Mr Williamson, the former chief whip, has told friends he is “definitely for divergence”, pitting him against a “hugger” cabinet faction led by chancellor Philip Hammond and home secretary Amber Rudd, who want to align Britain closely to the EU to maximise market access. The Brexit negotiations subcommittee will meet next week to discuss the next move.
While Mr Gove and his colleagues argue that Britain could achieve high standards of regulatory protection through a lighter-touch regime, business fears it could create new barriers to trade with the EU.
Mr Elliott acknowledged that the British chemical industry once vigorously opposed the Reach chemicals framework, but he told Mr Gove the rules were now increasingly seen around the world as “the global standard”, adding that “the most effective way to avoid disruption” was for Britain to stay inside Reach.

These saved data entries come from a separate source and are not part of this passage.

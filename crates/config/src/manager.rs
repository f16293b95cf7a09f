//! Configuration manager: main API for config operations

use crate::app_config::LogLevel;
use crate::persistence::ConfigPersistence;
use crate::{Config, ConfigError, ConfigResult};
use directories::ProjectDirs;
use std::path::{Path, PathBuf};

const CONFIG_FILE: &str = "config.toml";

/// Loads and saves the carlot config file
pub struct ConfigManager {
    persistence: ConfigPersistence,
    config_dir: PathBuf,
}

impl ConfigManager {
    /// Creates a manager using the platform config directory
    ///
    /// - Linux: `~/.config/carlot/`
    /// - macOS: `~/Library/Application Support/carlot/`
    /// - Windows: `%APPDATA%\carlot\`
    pub fn new() -> ConfigResult<Self> {
        let config_dir = Self::default_config_dir()?;
        Ok(Self::with_directory(config_dir))
    }

    /// Creates a manager rooted at a custom directory
    pub fn with_directory(config_dir: impl Into<PathBuf>) -> Self {
        let config_dir = config_dir.into();
        let persistence = ConfigPersistence::new(config_dir.join(CONFIG_FILE));

        Self {
            persistence,
            config_dir,
        }
    }

    fn default_config_dir() -> ConfigResult<PathBuf> {
        ProjectDirs::from("", "", "carlot")
            .map(|dirs| dirs.config_dir().to_path_buf())
            .ok_or(ConfigError::NoConfigDir)
    }

    pub fn config_dir(&self) -> &Path {
        &self.config_dir
    }

    /// Full path of the config file
    pub fn config_path(&self) -> PathBuf {
        self.config_dir.join(CONFIG_FILE)
    }

    /// Loads the config; missing file → defaults, corrupt file → error
    pub fn load(&self) -> ConfigResult<Config> {
        self.persistence.load()
    }

    /// Loads the config, falling back to defaults on any error
    pub fn load_or_default(&self) -> Config {
        match self.load() {
            Ok(config) => config,
            Err(e) => {
                log::warn!("Failed to load config: {}, using defaults", e);
                Config::default()
            }
        }
    }

    /// Validates and saves atomically
    pub fn save(&self, config: &Config) -> ConfigResult<()> {
        self.persistence.save(config)
    }

    /// Writes a default config file unless one exists
    ///
    /// Returns true if a file was created.
    pub fn initialize(&self) -> ConfigResult<bool> {
        if self.config_path().exists() {
            log::info!(
                "Config file already exists at {}",
                self.config_path().display()
            );
            return Ok(false);
        }

        self.save(&Config::default())?;
        Ok(true)
    }

    /// Loads the config and applies `CARLOT_*` environment overrides
    ///
    /// Recognised: `CARLOT_API_URL`, `CARLOT_PUSH_URL`, `CARLOT_LOG_LEVEL`.
    pub fn load_with_env_overrides(&self) -> ConfigResult<Config> {
        let mut config = self.load()?;
        apply_overrides(&mut config, |name| std::env::var(name).ok());
        Ok(config)
    }
}

fn apply_overrides<F>(config: &mut Config, lookup: F)
where
    F: Fn(&str) -> Option<String>,
{
    if let Some(api_url) = lookup("CARLOT_API_URL") {
        config.server.api_url = api_url;
    }
    if let Some(push_url) = lookup("CARLOT_PUSH_URL") {
        config.server.push_url = push_url;
    }
    if let Some(level) = lookup("CARLOT_LOG_LEVEL") {
        match level.parse::<LogLevel>() {
            Ok(level) => config.app.log_level = level,
            Err(e) => log::warn!("Ignoring CARLOT_LOG_LEVEL: {}", e),
        }
    }

    if let Err(errors) = config.validate() {
        log::warn!("Config validation warnings after env overrides: {:?}", errors);
    }
}

#[cfg(test)]
mod tests {
    use super::*;
    use std::collections::HashMap;
    use tempfile::TempDir;

    fn setup_test_manager() -> (TempDir, ConfigManager) {
        let temp_dir = TempDir::new().expect("Failed to create temp dir");
        let manager = ConfigManager::with_directory(temp_dir.path());
        (temp_dir, manager)
    }

    #[test]
    fn test_load_or_default_with_missing_file() {
        let (_temp_dir, manager) = setup_test_manager();
        assert_eq!(manager.load_or_default(), Config::default());
    }

    #[test]
    fn test_load_or_default_with_corrupt_file() {
        let (_temp_dir, manager) = setup_test_manager();
        std::fs::write(manager.config_path(), "[server\napi_url = ").unwrap();
        assert!(manager.load().is_err());
        assert_eq!(manager.load_or_default(), Config::default());
    }

    #[test]
    fn test_save_and_load() {
        let (_temp_dir, manager) = setup_test_manager();

        let mut config = Config::default();
        config.server.api_url = "https://cars.example.com".to_string();
        manager.save(&config).expect("Should save config");

        let loaded = manager.load().expect("Should load config");
        assert_eq!(loaded.server.api_url, "https://cars.example.com");
    }

    #[test]
    fn test_initialize_only_once() {
        let (_temp_dir, manager) = setup_test_manager();

        assert!(manager.initialize().expect("Should initialize"));
        assert!(manager.config_path().exists());
        assert!(!manager.initialize().expect("Should initialize"));
    }

    #[test]
    fn test_overrides() {
        let env: HashMap<&str, &str> = [
            ("CARLOT_API_URL", "https://api.example.com"),
            ("CARLOT_LOG_LEVEL", "debug"),
        ]
        .into_iter()
        .collect();

        let mut config = Config::default();
        apply_overrides(&mut config, |name| env.get(name).map(|v| v.to_string()));

        assert_eq!(config.server.api_url, "https://api.example.com");
        assert_eq!(config.server.push_url, Config::default().server.push_url);
        assert_eq!(config.app.log_level, LogLevel::Debug);
    }

    #[test]
    fn test_bad_log_level_override_is_ignored() {
        let mut config = Config::default();
        apply_overrides(&mut config, |name| {
            (name == "CARLOT_LOG_LEVEL").then(|| "shouting".to_string())
        });
        assert_eq!(config.app.log_level, LogLevel::Info);
    }

    #[test]
    fn test_config_file_path() {
        let (_temp_dir, manager) = setup_test_manager();
        assert!(manager.config_path().ends_with("config.toml"));
        assert!(manager.config_path().starts_with(manager.config_dir()));
    }
}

The EU has always resisted accepting other countries’ chemicals regulations as automatically equivalent to Reach, emphasising it considers its own rules as the gold standard. In practice, without any formal agreements in trade deals, companies around the world often adopt the Reach standards as their default regulation in order to be able to sell into the EU.
Several countries including China, Malaysia and South Korea have amended their own chemicals regulation along similar principles to Reach, though without being formally recognised as equivalent.
Mr Gove’s department is consulting on a new, independent body to uphold environmental standards in England after Brexit, but the chemicals sector could be forced to engage in costly duplication of registration of products in the UK and EU.
“We are working to ensure a smooth transition for the chemical industry as we leave the EU,” a spokesman for the Department for Environment, Food and Rural Affairs said.
“Our priority is to maintain an effective regulatory system for the management and control of chemicals to safeguard human health and the environment, respond to emerging risks and allow trade with the EU that is as frictionless as possible.”
The government has already been willing to fudge its Brexit “red lines” in other areas: it will ask for its aviation industry to be regulated by the EU after Brexit, in a move that will place it under the indirect jurisdiction of the European Court of Justice.